Die Einbrecher waren durch ein Gitterfenster geklettert und schlugen eine Vitrine ein, in der die Juwelen lagen. Das weiß man von Aufnahmen einer Videokamera. Als die Polizei kam, waren die Einbrecher schon wieder auf und davon.

Zu ihrer Beute gehören zum Beispiel ein Degen mit Hunderten Diamanten und eine Kette aus sächsischen Perlen. Und Schmuck aus Edelsteinen für eine Königin. Diese Juwelen waren im »Grünen Gewölbe« ausgestellt, so heißt die bekannte Schatzkammer. Sie wurde vor etwa 300 Jahren von dem sächsischen Kurfürsten August der Starke eingerichtet. Er herrschte damals in der Region.

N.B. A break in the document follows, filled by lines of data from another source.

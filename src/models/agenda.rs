/// Whether a row is a top-level session or an item within one
#[derive(Debug, Clone, Copy, PartialEq, Eq, Default)]
pub enum RowKind {
    #[default]
    Session,
    Sub,
}

impl RowKind {
    pub fn as_str(&self) -> &'static str {
        match self {
            RowKind::Session => "Session",
            RowKind::Sub => "Sub",
        }
    }
}

/// One row of the Agenda sheet
#[derive(Debug, Clone, PartialEq, Eq, Default)]
pub struct AgendaRow {
    /// `MM/DD/YYYY`
    pub date: String,
    /// `HH:MM`
    pub start: String,
    pub end: String,
    pub tracks: String,
    pub session_title: String,
    pub item_title: String,
    pub description: String,
    pub speakers: String,
    pub location: String,
    pub pdf_url: String,
    pub video_url: String,
    pub kind: RowKind,
}

impl AgendaRow {
    /// Cells in sheet column order
    pub fn cells(&self) -> [&str; 12] {
        [
            &self.date,
            &self.start,
            &self.end,
            &self.tracks,
            &self.session_title,
            &self.item_title,
            &self.description,
            &self.speakers,
            &self.location,
            &self.pdf_url,
            &self.video_url,
            self.kind.as_str(),
        ]
    }

    /// Date, start, end and session title must all be present for import
    pub fn has_required_fields(&self) -> bool {
        !self.date.is_empty()
            && !self.start.is_empty()
            && !self.end.is_empty()
            && !self.session_title.is_empty()
    }
}
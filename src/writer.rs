//! XLSX output for the event app's import templates.
//!
//! Workbooks are rendered to memory first so that nothing touches the
//! filesystem until every workbook of a run has been produced.

use std::path::Path;

use rust_xlsxwriter::{DocProperties, ExcelDateTime, Format, Workbook, Worksheet, XlsxError};
use tracing::debug;

use crate::error::{AgendaError, Result};
use crate::models::{AgendaRow, Attendee};
use crate::roster::SpeakerRoster;

pub const AGENDA_SHEET: &str = "Agenda";
pub const SPEAKER_SHEET: &str = "Speaker";
pub const ATTENDEES_SHEET: &str = "Attendees";

pub const AGENDA_HEADERS: [&str; 12] = [
    "Date",
    "Start Time",
    "End Time",
    "Tracks",
    "Session Title",
    "Item Title",
    "Description",
    "Speakers",
    "Location",
    "PDF Link",
    "Video Link",
    "Session or Sub",
];
pub const SPEAKER_HEADERS: [&str; 3] = ["Name", "Email", "Affiliation"];
pub const ATTENDEE_HEADERS: [&str; 4] = ["Name", "Email", "Affiliation", "Registration Type"];

fn new_workbook() -> std::result::Result<Workbook, XlsxError> {
    // fixed timestamp keeps reruns byte-identical
    let created = ExcelDateTime::from_ymd(2000, 1, 1)?;
    let properties = DocProperties::new().set_creation_datetime(&created);

    let mut workbook = Workbook::new();
    workbook.set_properties(&properties);
    Ok(workbook)
}

fn write_sheet<const N: usize>(
    worksheet: &mut Worksheet,
    name: &str,
    headers: &[&str; N],
    rows: impl Iterator<Item = [String; N]>,
) -> std::result::Result<(), XlsxError> {
    let bold = Format::new().set_bold();
    worksheet.set_name(name)?;

    for (col, header) in headers.iter().enumerate() {
        worksheet.write_string_with_format(0, col as u16, *header, &bold)?;
    }

    for (idx, cells) in rows.enumerate() {
        let row = idx as u32 + 1;
        for (col, value) in cells.iter().enumerate() {
            if !value.is_empty() {
                worksheet.write_string(row, col as u16, value)?;
            }
        }
    }
    Ok(())
}

fn cell(value: &Option<String>) -> String {
    value.clone().unwrap_or_default()
}

/// Agenda + Speakers workbook as XLSX bytes
pub fn render_agenda(path: &Path, rows: &[AgendaRow], speakers: &SpeakerRoster) -> Result<Vec<u8>> {
    let render = || -> std::result::Result<Vec<u8>, XlsxError> {
        let mut workbook = new_workbook()?;

        write_sheet(
            workbook.add_worksheet(),
            AGENDA_SHEET,
            &AGENDA_HEADERS,
            rows.iter().map(|r| r.cells().map(str::to_string)),
        )?;
        write_sheet(
            workbook.add_worksheet(),
            SPEAKER_SHEET,
            &SPEAKER_HEADERS,
            speakers
                .iter()
                .map(|s| [s.name.clone(), cell(&s.email), cell(&s.affiliation)]),
        )?;

        workbook.save_to_buffer()
    };

    let bytes = render().map_err(|e| AgendaError::spreadsheet(path, e))?;
    debug!(
        "Rendered {} agenda rows and {} speakers for {}",
        rows.len(),
        speakers.len(),
        path.display()
    );
    Ok(bytes)
}

/// Attendees workbook as XLSX bytes
pub fn render_attendees(path: &Path, attendees: &[Attendee]) -> Result<Vec<u8>> {
    let render = || -> std::result::Result<Vec<u8>, XlsxError> {
        let mut workbook = new_workbook()?;
        write_sheet(
            workbook.add_worksheet(),
            ATTENDEES_SHEET,
            &ATTENDEE_HEADERS,
            attendees.iter().map(|a| {
                [
                    a.name.clone(),
                    cell(&a.email),
                    cell(&a.affiliation),
                    cell(&a.registration_type),
                ]
            }),
        )?;
        workbook.save_to_buffer()
    };

    render().map_err(|e| AgendaError::spreadsheet(path, e))
}

pub fn write_output(path: &Path, bytes: &[u8]) -> Result<()> {
    std::fs::write(path, bytes).map_err(|e| AgendaError::io(path, e))
}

Manche der gestohlenen Stücke stammen aus dem 18. Jahrhundert. Da sie so alt sind, seien sie auch so wertvoll, sagte eine Expertin. Außerdem seien sie Teil einer größeren Sammlung gewesen. Und eine solche vollständige Sammlung sei in Europa einzigartig gewesen. Man kann die gestohlenen Stücke also nicht einfach neu kaufen und ersetzen. Alle Schätze konnten die Räuber aber nicht klauen, sagte der Direktor des »Grünen Gewölbes«.

Die Polizei versucht nun, genau herauszufinden, wie die Räuber in die gesicherten Räumen kamen. Eine Politikerin forderte zudem, die Museen in Deutschland stärker zu schützen.